Emotions and individual differences shape foraging under threat
preprint
OA: closed
CC-BY-4.0
Abstract
A common behaviour in natural environments is foraging for rewards. However, this is often in the presence of predators. Therefore, one of the most fundamental decisions for humans, as for other animals, is how to apportion time between reward-motivated pursuit behaviour and threat-motivated checking behaviour. To understand what affects how people strike this balance, we developed a novel ecologically inspired task and looked at both within-participant dynamics (moods) and between-participant individual differences (questionnaires about real-life behaviours) in two large internet samples (n=374 and n=702) in a cross-sectional design. For the within-participant dynamics, we found that people regulate task-evoked stress homeostatically by changing behaviour (increasing foraging and hiding). Individual differences, even in superficially related traits (apathy-anhedonia and anxiety-compulsive checking) reliably mapped onto unique behaviours.
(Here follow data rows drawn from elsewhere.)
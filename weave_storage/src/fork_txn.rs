//! Transactional branch forking (§4.1): wraps `weave_query::fork`'s and
//! `weave_npc::fork`'s pure clone functions in one redb write transaction so
//! "a partially forked branch must never be observable" is enforced at the
//! storage boundary, not just hoped for by the caller.
//!
//! Reuses the hybrid store's existing `begin_write`/`commit` idiom from
//! `hot/redb_hot_store.rs`, so a fork commits or rolls back exactly like any
//! other hot-store write.

use weave_core::{BranchId, SceneSequence, StoryId};
use weave_query::fork::{clone_chapters, clone_scene_variants, clone_scenes, clone_story_characters, rebuild_story_flow};
use weave_query::{ForkContext, ForkError};
use weave_npc::fork::{clone_npc_mentions, clone_npc_trackings};

use crate::hot::redb_hot_store::{branch_key, CHAPTERS, NPC_MENTIONS, NPC_TRACKING, SCENES, SCENE_VARIANTS, STORY_CHARACTERS, STORY_FLOW};
use crate::hot::RedbHotStore;
use crate::storage_error::StorageError;

/// Forks `source_branch` of `story_id` into a brand-new branch at
/// `fork_at_sequence`, running every descriptor named in §4.1 inside one
/// redb write transaction. Returns the new branch's id; any failure leaves
/// `store` exactly as it was (the transaction is simply dropped, never
/// committed).
pub fn fork_branch(store: &RedbHotStore, story_id: StoryId, source_branch: BranchId, new_branch: BranchId, fork_at_sequence: SceneSequence, id_floor: u64) -> Result<BranchId, StorageError> {
    let source_scenes = store.scenes_in_branch(source_branch)?;
    let source_chapters = store.chapters_in_branch(source_branch)?;
    let source_story_characters = store.story_characters_in_branch(source_branch)?;
    let source_variants = store.scene_variants_in_branch(source_branch)?;
    let source_flow = store.story_flow_in_branch(source_branch)?;
    let source_mentions = store.npc_mentions_in_branch(source_branch)?;
    let source_trackings = store.npc_tracking_in_branch(source_branch)?;

    let mut ctx = ForkContext::new(story_id, source_branch, new_branch, fork_at_sequence, id_floor);

    let cloned_scenes = clone_scenes(&source_scenes, &mut ctx);
    let surviving_chapter_ids: Vec<_> = cloned_scenes.iter().map(|s| s.chapter_id).collect();
    let cloned_chapters = clone_chapters(&source_chapters, &surviving_chapter_ids, &mut ctx);
    let cloned_story_characters = clone_story_characters(&source_story_characters, &mut ctx);
    let cloned_variants = clone_scene_variants(&source_variants, &mut ctx).map_err(fork_error)?;
    let cloned_flow = rebuild_story_flow(&source_flow, &ctx).map_err(fork_error)?;
    let cloned_mentions = clone_npc_mentions(&source_mentions, &ctx);
    let cloned_trackings = clone_npc_trackings(&source_trackings, &ctx);

    let txn = store.write_transaction()?;
    {
        let mut scenes_table = txn.open_table(SCENES)?;
        for scene in &cloned_scenes {
            scenes_table.insert(branch_key(scene.branch_id, scene.id.raw()).as_slice(), bincode::serialize(scene)?.as_slice())?;
        }
        let mut chapters_table = txn.open_table(CHAPTERS)?;
        for chapter in &cloned_chapters {
            chapters_table.insert(branch_key(chapter.branch_id, chapter.id.raw()).as_slice(), bincode::serialize(chapter)?.as_slice())?;
        }
        let mut sc_table = txn.open_table(STORY_CHARACTERS)?;
        for sc in &cloned_story_characters {
            sc_table.insert(branch_key(sc.branch_id, sc.id.raw()).as_slice(), bincode::serialize(sc)?.as_slice())?;
        }
        let mut variants_table = txn.open_table(SCENE_VARIANTS)?;
        for variant in &cloned_variants {
            variants_table.insert(branch_key(new_branch, variant.id.raw()).as_slice(), bincode::serialize(variant)?.as_slice())?;
        }
        let mut flow_table = txn.open_table(STORY_FLOW)?;
        for flow in &cloned_flow {
            flow_table.insert(branch_key(flow.branch_id, flow.sequence.0 as u64).as_slice(), bincode::serialize(flow)?.as_slice())?;
        }
        let mut mentions_table = txn.open_table(NPC_MENTIONS)?;
        for (i, mention) in cloned_mentions.iter().enumerate() {
            mentions_table.insert(branch_key(new_branch, i as u64).as_slice(), bincode::serialize(mention)?.as_slice())?;
        }
        let mut tracking_table = txn.open_table(NPC_TRACKING)?;
        for (i, tracking) in cloned_trackings.iter().enumerate() {
            tracking_table.insert(branch_key(new_branch, i as u64).as_slice(), bincode::serialize(tracking)?.as_slice())?;
        }
    }
    txn.commit()?;

    Ok(new_branch)
}

fn fork_error(e: ForkError) -> StorageError {
    StorageError::Fork(e.to_string())
}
Worse task performance, due to maladaptive checking, was linked to gender (women checked excessively) and specific anxiety-related traits: somatic anxiety (reduced self-reported checking due to worry) and compulsivity (self-reported disorganized checking). While anhedonia decreased self-reported task engagement, apathy, strikingly, improved overall task performance by reducing excessive checking. In summary, we provide a novel multifaceted paradigm for assessment of checking for threat in a naturalistic task which is sensitive to both moods as they change throughout the task and clinical dimensions. Thus, it could serve as an objective measurement tool for future clinical studies interested in threat, vigilance or behaviour-emotion interactions in contexts requiring both reward-seeking and threat-avoidance.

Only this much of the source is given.